Is there a way to lift 6 functors on constructable sheaves to the dg world?
If I understand correctly your are looking for a dg enhancement of the six operation formalism.
There seem to be a paper that does something very close to it: Yifeng Liu and Weizhe Zheng, Enhanced six operations and base change theorem for sheaves on Artin stacks (available at http://math.columbia.edu/~liuyf/sixi.pdf).
They use the language of $(\infty,1)$-categories, but I think one can adapt it to dg-categories (assuming that one is working over a field of characteristic zero).
EDIT Nov. 27, 2012: the above preprint has been posted on the arXiv: http://arxiv.org/abs/1211.5948
This answer only goes half way, but I think it is worth pointing out that the inner workings of the six functor formalism have been studied a lot in the motivic literature.
Motivic six functor formalisms: The definite reference would be the thesis of Ayoub which you can find on his homepage. The formalism of cross functors (based on unpublished works of Voevodsky and Deligne) gives a general framework how to set up the whole six functor formalism. Another relevant reference is the work of Cisinski-Déglise on triangulated categories of mixed motives. They develop the framework further, with the notions of motivic categories fibered over the category of schemes.
My point is that the input to these frameworks can be things more general than triangulated categories, these frameworks work with stable model categories, $\infty$-categories or dg-categories (as long as you feed in the right data). In the motivic setting, the framework is usually applied to yield six functors for categories of motives. But if you check the validity of the axioms for étale sheaves or $\ell$-adic sheaves, the framework would give you dg-versions of the corresponding derived categories. You should also look at the mixed Weil cohomologies paper of Cisinski-Déglise: plugging in $\ell$-adic cohomology in their constructions gives you dg-versions of $\ell$-adic derived categories.
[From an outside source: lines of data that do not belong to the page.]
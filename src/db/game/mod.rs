// Game repository: durable game rows and their status transitions.

mod create;
mod read;
mod update;

use sqlx::PgPool;

/// Game repository (wraps the Postgres pool).
#[derive(Clone)]
pub struct GameRepository {
    pub(crate) pool: PgPool,
}

impl GameRepository {
    pub fn new(pool: PgPool) -> Self {
        Self { pool }
    }
}

pub(crate) const GAME_COLUMNS: &str = "id, status, start_at, prize_pool, total_questions, \
     current_question_index, winner_count, ended_at, created_at";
A grain of salt: The frameworks above do not (explicitly) produce dg-enhancements of the six functors. Four of the functors are easy to deal with because they are derived functors of functors on the level of abelian categories - so they have dg-enhancements. Note, however, the exceptional functors are only constructed on the triangulated level in the abovementioned references. But I think that these can be upgraded to dg-versions: e.g. the construction of $f_!$ via a colimit over the category of compactifications of $f$ and then using the adjoint $i_!$ for an open immersion and $p_\ast$ for a proper map should work in the corresponding dg-setting. Similarly, for the definition of $f^!$ one could apply a version of the $\infty$-categorial adjoint functor theorem, together with suitable compact generation properties. If it's possible, it's only going to be a matter of time before an $\infty$-version of these formalisms will be available in the motivic world.
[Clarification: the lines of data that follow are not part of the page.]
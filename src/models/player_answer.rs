use chrono::{DateTime, Utc};
use serde::{Deserialize, Serialize};
use sqlx::prelude::FromRow;
use uuid::Uuid;

/// Durable copy of an evaluated answer, batch-written after each question for
/// reporting. Unique on `(game_id, user_id, question_id)`; the in-memory
/// evaluation decision stays authoritative.
#[derive(Debug, Clone, Serialize, Deserialize, FromRow)]
#[serde(rename_all = "camelCase")]
pub struct PlayerAnswer {
    pub game_id: Uuid,
    pub user_id: Uuid,
    pub question_id: Uuid,
    pub selected: String,
    pub is_correct: bool,
    pub response_time_ms: i64,
    pub question_number: i32,
    pub submitted_at: DateTime<Utc>,
}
Constructibility conditions: The frameworks above usually work with fairly big categories. However, in the paper of Cisinski-Déglise, you can find the description of compact objects in these big categories - they agree with the classically defined constructible objects. Moreover, under rather weak assumptions, the six functors also preserve compact objects - the framework above then gives you dg-versions of $\ell$-adic constructible sheaves.
Another grain of salt: Ok, this is all for the algebraic setting, working over schemes and such. If you are more interested in the locally compact topological setting, the literature mentioned above probably does not apply directly. However, all the techniques are there, and I am fairly sure that the framework can be adapted to this setting as well.